Все политиканы, прогуливающиеся в саду Тюильри или по Люксембургской аллее, являются ярыми англофобами и постоянно твердят о необходимости высадить в Англии десант, взять Лондон и сжечь его; и как ни смешны их взгляды на англичан, — они ничем не разнятся от взглядов высшего общества.

В Париже мы не можем ни говорить, ни писать и в то же время безмерно увлекаемся свободой американцев, находящихся от нас на расстоянии целой тысячи лье, причем, приветствуя их гражданскую войну{24}, мы ни разу не задумались о самих себе: потребность говорить увлекает парижанина, и все классы, от высших до самых низших, одинаково находятся под властью постыдных и прискорбных предрассудков.

Парижанин во многих отношениях сильно изменился: живший до начала царствования Людовика XIV совсем не похож на современного. Описания историков, правдивые для той эпохи, когда они писались, неприменимы к нашему времени. Парижанин наших дней обладает умом и познаниями, но у него уже нет ни силы, ни характера, ни воли.

Парижанин обладает редким талантом задавать иностранцу в очень вежливой форме самые неучтивые вопросы; любезно принимать его, чувствуя к нему полное равнодушие; не любя его, оказывать ему всяческие услуги и, презирая его в душе, восхищаться им.

Один танцор, ставивший свое имя непосредственно вслед за именем монарха-законодателя и человека всеобъемлющего ума, говорил: Я знаю только трех великих людей: Фридриха, Вольтера и себя{25}. Эта фраза приводилась как слова знатока людей, раздающего права на славу, и все парижане, вплоть до последнего прохвоста, считают теперь себя вправе указывать славе имена, которые она должна увенчать лаврами.

21. Население столицы

Господин де Бюффон{26} (я не буду называть его графом Бюффон, так как графов и без того слишком много) утверждает, что прирост парижского населения увеличился за последние сто лет на целую четверть и что этого вполне достаточно. Каждый брачный союз дает, по его словам, в среднем четверых детей; ежегодно заключается от четырех до пяти тысяч браков, а число крещений доходит до восемнадцати, девятнадцати и двадцати тысяч в год. Таким образом, число вступающих в жизнь, повидимому, равняется числу уходящих из нее; этим равновесием нельзя не восхищаться; оно говорит внимательному наблюдателю об определенном плане, соблюдающемся в круговороте жизни и смерти.

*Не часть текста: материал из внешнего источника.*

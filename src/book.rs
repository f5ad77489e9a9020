//! The data model flowing through the scan pipeline.
//!
//! Ownership follows the request: raw bytes and the normalised image never
//! outlive one scan, candidates are consumed by resolution, and only the
//! final [`crate::output::ScanResult`] leaves the pipeline. The one invariant
//! enforced here rather than at the edges is clamping — every confidence and
//! match score is in `[0,1]` no matter what an upstream provider returned.

use serde::{Deserialize, Serialize};

/// Clamp a provider-supplied score into `[0,1]`.
///
/// NaN maps to 0 — an unscorable candidate should sink, not float.
pub fn clamp_unit(v: f64) -> f64 {
    if v.is_nan() {
        0.0
    } else {
        v.clamp(0.0, 1.0)
    }
}

/// Case-folded, whitespace-collapsed key used to deduplicate titles.
///
/// "The  HOBBIT " and "the hobbit" are the same candidate.
pub fn normalized_key(text: &str) -> String {
    text.split_whitespace()
        .collect::<Vec<_>>()
        .join(" ")
        .to_lowercase()
}

/// Where a title candidate came from.
#[derive(Debug, Clone, Copy, PartialEq, Eq, Serialize, Deserialize)]
#[serde(rename_all = "snake_case")]
pub enum TitleSource {
    /// Rule-based filtering of OCR lines.
    Rule,
    /// Vision/LLM extraction fallback.
    Vision,
}

/// A detected title before catalog resolution.
#[derive(Debug, Clone, Serialize, Deserialize)]
pub struct TitleCandidate {
    pub text: String,
    /// Extraction confidence in `[0,1]`.
    pub confidence: f64,
    pub source: TitleSource,
}

impl TitleCandidate {
    pub fn new(text: impl Into<String>, confidence: f64, source: TitleSource) -> Self {
        Self {
            text: text.into(),
            confidence: clamp_unit(confidence),
            source,
        }
    }
}

/// Merge candidates from any number of sources, deduplicating by
/// [`normalized_key`] and keeping the higher confidence for collisions.
///
/// Order is preserved: a candidate keeps the position of its first
/// appearance even when a later duplicate raises its confidence.
pub fn merge_candidates(candidates: Vec<TitleCandidate>) -> Vec<TitleCandidate> {
    let mut merged: Vec<TitleCandidate> = Vec::with_capacity(candidates.len());
    for candidate in candidates {
        let key = normalized_key(&candidate.text);
        match merged
            .iter_mut()
            .find(|existing| normalized_key(&existing.text) == key)
        {
            Some(existing) => {
                if candidate.confidence > existing.confidence {
                    *existing = candidate;
                }
            }
            None => merged.push(candidate),
        }
    }
    merged
}

/// A canonical catalog record for a detected book.
///
/// `external_id` is the stable join key to the catalog service. It is never
/// synthesised locally — only a catalog response can supply it.
#[derive(Debug, Clone, Serialize, Deserialize)]
pub struct ResolvedBook {
    pub title: String,
    pub author: Option<String>,
    pub isbn: Option<String>,
    pub publisher: Option<String>,
    #[serde(default)]
    pub categories: Vec<String>,
    pub thumbnail_url: Option<String>,
    pub external_id: String,
    pub rating: Option<f64>,
    pub rating_count: Option<u64>,
    /// Extraction confidence carried over from the winning [`TitleCandidate`].
    #[serde(default)]
    pub confidence: f64,
}

/// A caller-supplied book representing the reader's taste.
///
/// Shaped like [`ResolvedBook`] but owned by the external profile store;
/// the pipeline only ever reads it.
#[derive(Debug, Clone, Serialize, Deserialize)]
pub struct ProfileBook {
    pub title: String,
    pub author: Option<String>,
    #[serde(default)]
    pub categories: Vec<String>,
    pub external_id: String,
    pub rating: Option<f64>,
    pub description: Option<String>,
}

/// A resolved candidate with its recommendation verdict.
#[derive(Debug, Clone, Serialize, Deserialize)]
pub struct ScoredCandidate {
    #[serde(flatten)]
    pub book: ResolvedBook,
    /// Taste-match score in `[0,1]`.
    pub match_score: f64,
    /// Human-readable reasoning; `None` on the rule-based path.
    pub explanation: Option<String>,
    /// True iff the candidate's `external_id` appears in the profile.
    pub already_known: bool,
}

#[cfg(test)]
mod tests {
    use super::*;

    fn candidate(text: &str, confidence: f64, source: TitleSource) -> TitleCandidate {
        TitleCandidate::new(text, confidence, source)
    }

    #[test]
    fn clamp_handles_adversarial_values() {
        assert_eq!(clamp_unit(1.7), 1.0);
        assert_eq!(clamp_unit(-0.3), 0.0);
        assert_eq!(clamp_unit(f64::NAN), 0.0);
        assert_eq!(clamp_unit(0.42), 0.42);
    }

    #[test]
    fn normalized_key_folds_case_and_whitespace() {
        assert_eq!(normalized_key("  The   HOBBIT "), "the hobbit");
        assert_eq!(normalized_key("the hobbit"), "the hobbit");
    }

    #[test]
    fn merge_keeps_higher_confidence_across_sources() {
        let merged = merge_candidates(vec![
            candidate("Dune", 0.6, TitleSource::Rule),
            candidate("Foundation", 0.8, TitleSource::Rule),
            candidate("DUNE", 0.9, TitleSource::Vision),
        ]);
        assert_eq!(merged.len(), 2);
        assert_eq!(merged[0].text, "DUNE");
        assert_eq!(merged[0].confidence, 0.9);
        assert_eq!(merged[0].source, TitleSource::Vision);
        assert_eq!(merged[1].text, "Foundation");
    }

    #[test]
    fn merge_preserves_first_position() {
        let merged = merge_candidates(vec![
            candidate("Dune", 0.9, TitleSource::Rule),
            candidate("Foundation", 0.8, TitleSource::Rule),
            candidate("dune", 0.5, TitleSource::Vision),
        ]);
        assert_eq!(merged.len(), 2);
        // Lower-confidence duplicate neither replaces nor reorders.
        assert_eq!(merged[0].text, "Dune");
        assert_eq!(merged[0].confidence, 0.9);
    }

    #[test]
    fn candidate_constructor_clamps() {
        let c = TitleCandidate::new("Dune", 2.5, TitleSource::Vision);
        assert_eq!(c.confidence, 1.0);
    }
}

В Париже умирает в обыкновенные годы около двадцати тысяч человек, что, по данным того же Бюффона, дает население в семьсот тысяч жителей, если считать тридцать пять живых на одного умершего. Но в особо суровые зимы смертность увеличивается. Так, в 1709 году она возросла до тридцати тысяч, а в 1740 — до двадцати четырех.

По тем же наблюдениям, в Париже родится больше мальчиков, чем девочек, и умирает больше мужчин, чем женщин, и не только пропорционально рождению детей мужского пола, но и значительно превышая эту пропорцию, так как из каждых десяти лет жизни на долю парижских женщин приходится одним годом больше, чем на долю мужчин. Таким образом, разница между продолжительностью жизни мужчин и женщин столицы равна одной девятой. Поэтому простой народ называет Париж раем женщин, чистилищем мужчин и адом лошадей.

Бывают дни, когда из городских ворот выходит тесными колоннами до трехсот тысяч человек, из которых шестьдесят тысяч — в экипаже или верхом. Это бывает в дни парадов, общественных празднеств и народных гуляний. По прошествии шести часов вся эта несметная толпа рассеивается; каждый возвращается к себе, и площадь, только что запруженная народом до такой степени, что под его натиском были снесены все заграждения, превращается в пустыню: каждый находит себе пристанище — свой угол.

В день гулянья в Лон-Шан в городе не остается ни души, какая бы погода ни была. В этот день принято выставлять на показ всему Парижу свои экипажи, своих лошадей и лакеев. На прогулке не делают таких глубоких поклонов, как в гостиных, — они носят отпечаток легкости, который не в силах перенять ни один самый ловкий иностранец.

После катастрофы, имевшей место десять лет назад на площади Людовика XV, когда погибло от неудачного фейерверка от полуторы до тысячи восьмисот человек, — на всех празднествах царит такой порядок, что нельзя в достаточной мере расхвалить бдительность и уменье распорядителей.

Видя такое громадное стечение народа, поражающее даже самых привычных к подобным зрелищам людей, уже не удивляешься тому, что один только Париж приносит французскому королю около ста миллионов в год — считая тут все: ввозную пошлину, десятину, подушную подать и все прочие казенные обложения, названия которых могли бы составить целый словарь. Эта устрашающая сумма, которую дает один только город, накапливается ежегодно, и французские монархи не без основания говорят о столице — наш добрый Париж: это, действительно, хорошая дойная корова. В царствование Людовика Толстого{27} ввозная пошлина приносила в Париже тысячу двести ливров в год.